------ Provided entries ------
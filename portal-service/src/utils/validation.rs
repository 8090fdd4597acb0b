use axum::{
    extract::{FromRequest, Request},
    http::StatusCode,
    response::{IntoResponse, Response},
    Json,
};
use serde::de::DeserializeOwned;
use validator::Validate;

use crate::dtos::ErrorResponse;

pub struct ValidatedJson<T>(pub T);

#[axum::async_trait]
impl<T, S> FromRequest<S> for ValidatedJson<T>
where
    T: DeserializeOwned + Validate + 'static,
    S: Send + Sync,
{
    type Rejection = Response;

    async fn from_request(req: Request, state: &S) -> Result<Self, Self::Rejection> {
        let Json(value) = Json::<T>::from_request(req, state).await.map_err(|e| {
            let err_resp = ErrorResponse {
                error: format!("Json parse error: {}", e),
            };
            (StatusCode::BAD_REQUEST, Json(err_resp)).into_response()
        })?;

        value.validate().map_err(|e| {
            let err_resp = ErrorResponse {
                error: format!("Validation error: {}", e),
            };
            (StatusCode::UNPROCESSABLE_ENTITY, Json(err_resp)).into_response()
        })?;

        Ok(ValidatedJson(value))
    }
}
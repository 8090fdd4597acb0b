//! Account and profile models - tenant roots owned by the main application.

use chrono::{DateTime, Utc};
use sqlx::FromRow;
use uuid::Uuid;

/// Tenant root. `company_name` is free text; the portal slug is derived from
/// it at lookup time and never stored.
#[derive(Debug, Clone, FromRow)]
pub struct Account {
    pub account_id: Uuid,
    pub company_name: Option<String>,
    pub plan_tier: String,
    pub created_utc: DateTime<Utc>,
}

/// Account owner's profile, used as the slug fallback when the account has no
/// company name.
#[derive(Debug, Clone, FromRow)]
pub struct Profile {
    pub profile_id: Uuid,
    pub account_id: Uuid,
    pub first_name: Option<String>,
    pub last_name: Option<String>,
    pub created_utc: DateTime<Utc>,
}

impl Profile {
    pub fn full_name(&self) -> String {
        let first = self.first_name.as_deref().unwrap_or("");
        let last = self.last_name.as_deref().unwrap_or("");
        format!("{} {}", first, last).trim().to_string()
    }
}
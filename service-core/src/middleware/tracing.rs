use axum::http::HeaderValue;
use axum::{extract::Request, middleware::Next, response::Response};
use uuid::Uuid;

pub const REQUEST_ID_HEADER: &str = "x-request-id";

/// Ensure every request carries a request id, and echo it on the response so
/// portal clients can correlate support tickets with server logs.
pub async fn request_id_middleware(mut req: Request, next: Next) -> Response {
    let request_id = req
        .headers()
        .get(REQUEST_ID_HEADER)
        .and_then(|h| h.to_str().ok())
        .map(|s| s.to_string())
        .unwrap_or_else(|| Uuid::new_v4().to_string());

    if let Ok(header_value) = HeaderValue::from_str(&request_id) {
        req.headers_mut().insert(REQUEST_ID_HEADER, header_value);
    }

    let mut response = next.run(req).await;

    if let Ok(header_value) = HeaderValue::from_str(&request_id) {
        response
            .headers_mut()
            .insert(REQUEST_ID_HEADER, header_value);
    }

    response
}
------
Problem to work on =
Please report every line of the records above that contains the word "extract".

Response for this exercise =
    extract::{FromRequest, Request},
use axum::{extract::Request, middleware::Next, response::Response};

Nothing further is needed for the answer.